Download or read book China s Intellectuals and the State written by Merle Goldman and published by BRILL. This book was released on 2020-10-26 with total page 390 pages. Available in PDF, EPUB and Kindle. Book excerpt: "Today’s intellectuals in China inherit a mixed tradition in terms of their relationship to the state. Some follow the Confucian literati watchdog role of criticizing abuses of political power. Marxist intellectuals judge the state’s practices on the basis of Communist ideals. Others prefer the May Fourth spirit, dedicated to the principles of free scholarly and artistic expression. The Chinese government, for its part, has undulated in its treatment of intellectuals, applying restraints when free expression threatened to get “out of control,” relaxing controls when state policies required the cooperation, good will, and expertise of intellectuals. In this stimulating work, twelve China scholars examine that troubled and changing relationship. They focus primarily on the post-Mao years when bitter memories of the Cultural Revolution and China’s renewed quest for modernization have at times allowed intellectuals increased leeway in expression and more influence in policy-making. Specialists examine the situation with respect to economists, lawyers, scientists and technocrats, writers, and humanist scholars in the climate of Deng Xiaoping’s policies, and speculate about future developments. This book will be a valuable source of information for anyone interested in the changing scene in contemporary China and in its relations with the outside world."
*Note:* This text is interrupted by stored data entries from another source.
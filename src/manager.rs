// This software is provided for non-commercial use only.
// Commercial use is strictly prohibited.
// If you use, modify, or redistribute this software, you must provide proper attribution to the original author.
// (c) 2026 Onur Tuna. All rights reserved.

//! Orchestrator: wires buffers, supervisors, watchers, the clip composer,
//! the trigger front-ends and the resilience monitor together, then runs
//! the top-level loop until shutdown.
//!
//! Control flow is message-passing: the monitor emits
//! [`RecoveryCommand`]s which this loop applies to the owning component.
//! Shutdown is cooperative — a watch flag every task observes at its next
//! suspension point, with bounded joins afterwards.

use std::collections::HashMap;
use std::sync::Arc;
use std::time::Duration;

use tokio::sync::{mpsc, watch};
use tokio::task::JoinHandle;
use tracing::{error, info, warn};

use crate::buffer::BufferManager;
use crate::capture::CaptureSupervisor;
use crate::clip::ClipComposer;
use crate::config::{Config, TriggerMode};
use crate::error::Result;
use crate::monitor::{HealthRegistry, RecoveryCommand, ResilienceMonitor};
use crate::trigger::{ApiState, TriggerSystem};
use crate::watcher::SegmentWatcher;

/// Cadence of the top-level degradation check.
const HEALTH_POLL_INTERVAL: Duration = Duration::from_secs(30);
/// Bounded wait per task at shutdown; stragglers are abandoned.
const JOIN_TIMEOUT: Duration = Duration::from_secs(5);
/// Pause after starting captures so the first segments land before the
/// trigger surfaces accept requests.
const CAPTURE_SETTLE: Duration = Duration::from_secs(5);
/// Finished clips older than this are swept at startup.
const CLIP_RETENTION_DAYS: u64 = 30;

pub struct Orchestrator {
    config: Arc<Config>,
    buffers: Arc<BufferManager>,
    composer: Arc<ClipComposer>,
    supervisors: HashMap<String, Arc<CaptureSupervisor>>,
    monitor: ResilienceMonitor,
    command_rx: Option<mpsc::Receiver<RecoveryCommand>>,
    triggers: Arc<TriggerSystem>,
    registry: Arc<HealthRegistry>,
    shutdown_tx: watch::Sender<bool>,
    shutdown_rx: watch::Receiver<bool>,
    quit_tx: mpsc::Sender<()>,
    quit_rx: Option<mpsc::Receiver<()>>,
    handles: Vec<(String, JoinHandle<()>)>,
}

impl Orchestrator {
    /// Build the full component graph from a validated config. Nothing is
    /// spawned yet; `run` does that.
    pub fn new(config: Config) -> Result<Self> {
        config.ensure_directories()?;
        let config = Arc::new(config);

        let buffers = Arc::new(BufferManager::new(&config));
        let recovered = buffers.recover_all();
        if recovered > 0 {
            info!(recovered, "Pre-existing segments recovered into buffers");
        }

        let supervisors: HashMap<String, Arc<CaptureSupervisor>> = config
            .cameras
            .iter()
            .map(|cam| {
                (cam.id.clone(), CaptureSupervisor::new(cam.clone(), config.clone()))
            })
            .collect();

        let captures = supervisors
            .iter()
            .map(|(id, sup)| (id.clone(), sup.state_handle()))
            .collect::<HashMap<_, _>>();

        let (monitor, command_rx) =
            ResilienceMonitor::new(config.clone(), buffers.clone(), captures);
        let registry = monitor.registry();

        let composer = Arc::new(ClipComposer::new(config.clone(), buffers.clone()));
        let triggers = Arc::new(TriggerSystem::new(config.clone(), composer.clone()));

        let (shutdown_tx, shutdown_rx) = watch::channel(false);
        let (quit_tx, quit_rx) = mpsc::channel(1);

        Ok(Orchestrator {
            config,
            buffers,
            composer,
            supervisors,
            monitor,
            command_rx: Some(command_rx),
            triggers,
            registry,
            shutdown_tx,
            shutdown_rx,
            quit_tx,
            quit_rx: Some(quit_rx),
            handles: Vec::new(),
        })
    }

    /// Start every component, then run the supervision loop until Ctrl+C,
    /// a keyboard quit, or a fatal error.
    pub async fn run(&mut self) -> Result<()> {
        self.composer.cleanup_old_clips(CLIP_RETENTION_DAYS);

        // Monitors first, so degradation during startup is visible.
        for handle in self.monitor.spawn_all(self.shutdown_rx.clone()) {
            self.handles.push(("monitor".into(), handle));
        }

        // One supervisor + one watcher per camera.
        let supervisors: Vec<(String, Arc<CaptureSupervisor>)> = self
            .supervisors
            .iter()
            .map(|(id, sup)| (id.clone(), sup.clone()))
            .collect();
        for (camera_id, supervisor) in supervisors {
            let cam = self
                .config
                .camera(&camera_id)
                .expect("supervisor exists only for configured cameras")
                .clone();
            let buffer = self
                .buffers
                .get(&camera_id)
                .expect("buffer exists for every configured camera");

            let sup_handle =
                tokio::spawn(supervisor.clone().run(self.shutdown_rx.clone()));
            self.handles.push((format!("supervisor:{camera_id}"), sup_handle));

            let watcher = SegmentWatcher::new(&cam, buffer, supervisor.state_handle());
            let watch_handle = tokio::spawn(watcher.run(self.shutdown_rx.clone()));
            self.handles.push((format!("watcher:{camera_id}"), watch_handle));
        }

        let worker = self.triggers.spawn_worker(self.shutdown_rx.clone());
        self.handles.push(("clip-worker".into(), worker));

        tokio::time::sleep(CAPTURE_SETTLE).await;

        match self.config.trigger_mode {
            TriggerMode::Keyboard => {
                let kb = self
                    .triggers
                    .spawn_keyboard(self.quit_tx.clone(), self.shutdown_rx.clone());
                self.handles.push(("keyboard".into(), kb));
            }
            TriggerMode::Http => {
                let state = Arc::new(ApiState {
                    config: self.config.clone(),
                    triggers: self.triggers.clone(),
                    registry: self.registry.clone(),
                    buffers: self.buffers.clone(),
                    captures: self
                        .supervisors
                        .iter()
                        .map(|(id, s)| (id.clone(), s.state_handle()))
                        .collect(),
                    composer: self.composer.clone(),
                });
                let http = self.triggers.spawn_http(state, self.shutdown_rx.clone());
                self.handles.push(("http".into(), http));

                // Local keyboard control stays available in HTTP mode.
                let kb = self
                    .triggers
                    .spawn_keyboard(self.quit_tx.clone(), self.shutdown_rx.clone());
                self.handles.push(("keyboard".into(), kb));
            }
        }

        self.log_startup_banner();

        let mut command_rx = self.command_rx.take().expect("run called twice");
        let mut quit_rx = self.quit_rx.take().expect("run called twice");

        let mut health_tick = tokio::time::interval(HEALTH_POLL_INTERVAL);
        health_tick.set_missed_tick_behavior(tokio::time::MissedTickBehavior::Skip);
        health_tick.tick().await; // immediate first tick

        loop {
            tokio::select! {
                signal = tokio::signal::ctrl_c() => {
                    match signal {
                        Ok(()) => info!("Ctrl+C received, shutting down"),
                        Err(e) => error!(error = %e, "Signal handler error"),
                    }
                    break;
                }
                Some(()) = quit_rx.recv() => {
                    info!("Shutdown requested via keyboard");
                    break;
                }
                Some(cmd) = command_rx.recv() => {
                    self.apply_recovery(cmd);
                }
                _ = health_tick.tick() => {
                    self.check_degradation().await;
                }
            }
        }

        self.shutdown().await;
        Ok(())
    }

    fn apply_recovery(&self, cmd: RecoveryCommand) {
        match cmd {
            RecoveryCommand::RestartCamera(camera_id) => {
                match self.supervisors.get(&camera_id) {
                    Some(supervisor) => {
                        info!(camera = camera_id, "Applying recovery: restart capture");
                        supervisor.request_restart();
                        self.registry.record_recovery_action();
                    }
                    None => warn!(camera = camera_id, "Recovery for unknown camera ignored"),
                }
            }
            RecoveryCommand::EmergencyEvict => {
                let dropped = self.buffers.emergency_evict_all();
                info!(dropped, "Applying recovery: emergency eviction");
                self.registry.record_recovery_action();
            }
        }
    }

    /// Aggregate health; on failed components, push recovery for everything
    /// currently in a bad state.
    async fn check_degradation(&self) {
        let summary = self.registry.summary();
        let failed = summary.summary.failed_components;
        let critical = summary.summary.critical_components;

        if failed > 0 || critical > 1 {
            warn!(
                failed,
                critical,
                total = summary.summary.total_components,
                "System degraded"
            );
            if failed > 0 {
                self.monitor.force_recovery_all().await;
            }
        }
    }

    fn log_startup_banner(&self) {
        for cam in &self.config.cameras {
            let state = self
                .supervisors
                .get(&cam.id)
                .map(|s| s.info());
            info!(
                camera = cam.id,
                url = cam.url,
                running = state.as_ref().map(|s| s.running).unwrap_or(false),
                scratch = %cam.scratch_dir.display(),
                "Camera registered"
            );
        }
        let buffered: usize = self
            .buffers
            .all()
            .map(|b| b.info().segments_count)
            .sum();
        info!(
            cameras = self.config.cameras.len(),
            buffered_segments = buffered,
            chunk_seconds = self.config.chunk_seconds,
            window_seconds = self.config.buffer_seconds,
            clip_seconds = self.config.clip_seconds,
            trigger_mode = ?self.config.trigger_mode,
            scratch = %self.config.temp_dir.display(),
            clips = %self.config.clips_dir.display(),
            "System started"
        );
    }

    /// Cooperative shutdown: flip the flag, join every task with a bounded
    /// wait, abandon stragglers, log final statistics.
    async fn shutdown(&mut self) {
        info!("Shutdown started");
        let _ = self.shutdown_tx.send(true);

        for (name, handle) in self.handles.drain(..) {
            match tokio::time::timeout(JOIN_TIMEOUT, handle).await {
                Ok(Ok(())) => {}
                Ok(Err(e)) if e.is_panic() => {
                    error!(task = name, "Task panicked during shutdown");
                }
                Ok(Err(_)) => {}
                Err(_) => {
                    warn!(task = name, "Task did not stop in time, abandoning");
                }
            }
        }

        let stats = self.composer.stats();
        info!(
            clips_generated = stats.clips_generated,
            total_processing_seconds = stats.total_processing_seconds,
            "Final statistics"
        );
        info!("Shutdown completed");
    }
}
Download or read book Science and Technology in Modern China 1880s 1940s written by and published by BRILL. This book was released on 2014-02-20 with total page 360 pages. Available in PDF, EPUB and Kindle. Book excerpt: The first of its kind, this collection of critical essays opens up new venues in the comparative study of science and culture by focusing on the formative decades of modern China in the late nineteenth and first half of the twentieth century. It provides a wide-ranging examination of the cultural and intellectual history of science and technology in modern China.From anti-imperialism to the technology of Chinese writing, the commodification of novelties to the rise of the modern professional scientist, new lexica and appropriations of the past, the contributors map out a transregional and global circuitry of modern knowledge and practical know-how, nationalism and the amalgamation of new social practices. Contributors include: Iwo Amelung, Fa-ti Fan, Shen Guowei, Danian Hu, Joachim Kurtz, Eugenia Lean, Thomas S. Mullaney, Hugh Shapiro, Grace Shen, and Jing Tsu.